What you are asked to do:
Write out each entry again. Keep every word exactly as it is.

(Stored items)
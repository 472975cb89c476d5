//! Taskpool core library: task model, group ordering, status events, config.
//!
//! - [`types`]: [`Task`] union, [`GroupId`], [`GroupOrder`]
//! - [`status`]: [`StatusEvent`] and the [`StatusBus`] sink
//! - [`cancel`]: [`CancelFlag`] checked between units of work
//! - [`config`]: persisted task pool document (load / save / edit)
//! - [`error`]: [`ConfigError`]

pub mod cancel;
pub mod config;
pub mod error;
pub mod status;
pub mod types;

pub use cancel::CancelFlag;
pub use config::TaskPoolConfig;
pub use error::ConfigError;
pub use status::{StatusBus, StatusEvent, StatusReceiver};
pub use types::{CommandTask, GroupId, GroupOrder, SyncTask, Task};
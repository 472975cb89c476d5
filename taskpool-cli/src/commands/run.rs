//! `taskpool run`: execute the task pool and stream progress.

use anyhow::{bail, Context, Result};
use chrono::Local;
use clap::Args;
use colored::{ColoredString, Colorize};

use taskpool_core::{StatusBus, StatusEvent};
use taskpool_runner::{Orchestrator, RunOutcome, RunRequest};

use super::{effective_order, ConfigLocation};

/// Arguments for `taskpool run`.
#[derive(Args, Debug)]
pub struct RunArgs {
    /// Group order for this run only, e.g. "2,1".
    #[arg(long, value_name = "SEQUENCE")]
    pub order: Option<String>,

    /// Replace destination entries whose type conflicts with the source.
    #[arg(long, conflicts_with = "no_force")]
    pub force: bool,

    /// Abort on type conflicts even if the config enables force copy.
    #[arg(long)]
    pub no_force: bool,

    /// Print one JSON object per event, then the outcome.
    #[arg(long)]
    pub json: bool,
}

impl RunArgs {
    pub fn run(self, location: &ConfigLocation) -> Result<()> {
        let config = location.load()?;
        let force = match (self.force, self.no_force) {
            (true, _) => true,
            (_, true) => false,
            _ => config.force_copy,
        };
        let order = effective_order(&config, self.order.as_deref());
        let request = RunRequest::new(config.tasks, order, force);

        let (bus, mut events) = StatusBus::channel();
        let orchestrator = Orchestrator::new(bus);
        let handle = orchestrator.spawn(request).context("failed to start run")?;
        // The run thread holds the only other sender, so the stream ends with it.
        drop(orchestrator);

        while let Some(event) = events.blocking_recv() {
            if self.json {
                println!(
                    "{}",
                    serde_json::to_string(&event).context("failed to serialize event")?
                );
            } else {
                println!("{}", paint(&event));
            }
            if event.is_terminal() {
                break;
            }
        }

        let outcome = handle.blocking_wait()?;
        if self.json {
            println!(
                "{}",
                serde_json::to_string(&outcome).context("failed to serialize outcome")?
            );
        } else {
            print_summary(&outcome);
        }

        if let Some(message) = outcome.failure_message() {
            bail!("run failed: {message}");
        }
        Ok(())
    }
}

fn paint(event: &StatusEvent) -> ColoredString {
    let line = event.to_string();
    match event {
        StatusEvent::GroupStarted { .. } => line.bold(),
        StatusEvent::Copied { .. } | StatusEvent::CommandSucceeded { .. } => line.green(),
        StatusEvent::Replaced { .. } | StatusEvent::VerifyPending { .. } => line.yellow(),
        StatusEvent::CommandStarted { .. } | StatusEvent::Verifying => line.cyan(),
        StatusEvent::CommandFailed { .. } | StatusEvent::Failed { .. } => line.red().bold(),
        StatusEvent::Completed => line.green().bold(),
    }
}

fn print_summary(outcome: &RunOutcome) {
    let s = &outcome.summary;
    let elapsed = s.finished_at - s.started_at;
    println!(
        "{} groups | {} tasks | {} copied | {} replaced | {} command failures | {:.1}s (finished {})",
        s.groups_run,
        s.tasks_run,
        s.files_copied,
        s.entries_replaced,
        s.commands_failed,
        elapsed.num_milliseconds() as f64 / 1000.0,
        s.finished_at.with_timezone(&Local).format("%H:%M:%S"),
    );
}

Output for this exercise:
repository 472975cb89c476d5
//! Taskpool core library: task model, group ordering, status events, config.
//!
//! - [`types`]: [`Task`] union, [`GroupId`], [`GroupOrder`]
//! - [`status`]: [`StatusEvent`] and the [`StatusBus`] sink
//! - [`cancel`]: [`CancelFlag`] checked between units of work
//! - [`config`]: persisted task pool document (load / save / edit)
//! - [`error`]: [`ConfigError`]

pub mod cancel;
pub mod config;
pub mod error;
pub mod status;
pub mod types;

pub use cancel::CancelFlag;
pub use config::TaskPoolConfig;
pub use error::ConfigError;
pub use status::{StatusBus, StatusEvent, StatusReceiver};
pub use types::{CommandTask, GroupId, GroupOrder, SyncTask, Task};
repository 472975cb89c476d5
filename taskpool-cli/src/commands/run.rs
//! `taskpool run`: execute the task pool and stream progress.

use anyhow::{bail, Context, Result};
use chrono::Local;
use clap::Args;
use colored::{ColoredString, Colorize};

use taskpool_core::{StatusBus, StatusEvent};
use taskpool_runner::{Orchestrator, RunOutcome, RunRequest};

use super::{effective_order, ConfigLocation};

/// Arguments for `taskpool run`.
#[derive(Args, Debug)]
pub struct RunArgs {
    /// Group order for this run only, e.g. "2,1".
    #[arg(long, value_name = "SEQUENCE")]
    pub order: Option<String>,

    /// Replace destination entries whose type conflicts with the source.
    #[arg(long, conflicts_with = "no_force")]
    pub force: bool,

    /// Abort on type conflicts even if the config enables force copy.
    #[arg(long)]
    pub no_force: bool,

    /// Print one JSON object per event, then the outcome.
    #[arg(long)]
    pub json: bool,
}

impl RunArgs {
    pub fn run(self, location: &ConfigLocation) -> Result<()> {
        let config = location.load()?;
        let force = match (self.force, self.no_force) {
            (true, _) => true,
            (_, true) => false,
            _ => config.force_copy,
        };
        let order = effective_order(&config, self.order.as_deref());
        let request = RunRequest::new(config.tasks, order, force);

        let (bus, mut events) = StatusBus::channel();
        let orchestrator = Orchestrator::new(bus);
        let handle = orchestrator.spawn(request).context("failed to start run")?;
        // The run thread holds the only other sender, so the stream ends with it.
        drop(orchestrator);

        while let Some(event) = events.blocking_recv() {
            if self.json {
                println!(
                    "{}",
                    serde_json::to_string(&event).context("failed to serialize event")?
                );
            } else {
                println!("{}", paint(&event));
            }
            if event.is_terminal() {
                break;
            }
        }

        let outcome = handle.blocking_wait()?;
        if self.json {
            println!(
                "{}",
                serde_json::to_string(&outcome).context("failed to serialize outcome")?
            );
        } else {
            print_summary(&outcome);
        }

        if let Some(message) = outcome.failure_message() {
            bail!("run failed: {message}");
        }
        Ok(())
    }
}

fn paint(event: &StatusEvent) -> ColoredString {
    let line = event.to_string();
    match event {
        StatusEvent::GroupStarted { .. } => line.bold(),
        StatusEvent::Copied { .. } | StatusEvent::CommandSucceeded { .. } => line.green(),
        StatusEvent::Replaced { .. } | StatusEvent::VerifyPending { .. } => line.yellow(),
        StatusEvent::CommandStarted { .. } | StatusEvent::Verifying => line.cyan(),
        StatusEvent::CommandFailed { .. } | StatusEvent::Failed { .. } => line.red().bold(),
        StatusEvent::Completed => line.green().bold(),
    }
}

fn print_summary(outcome: &RunOutcome) {
    let s = &outcome.summary;
    let elapsed = s.finished_at - s.started_at;
    println!(
        "{} groups | {} tasks | {} copied | {} replaced | {} command failures | {:.1}s (finished {})",
        s.groups_run,
        s.tasks_run,
        s.files_copied,
        s.entries_replaced,
        s.commands_failed,
        elapsed.num_milliseconds() as f64 / 1000.0,
        s.finished_at.with_timezone(&Local).format("%H:%M:%S"),
    );
}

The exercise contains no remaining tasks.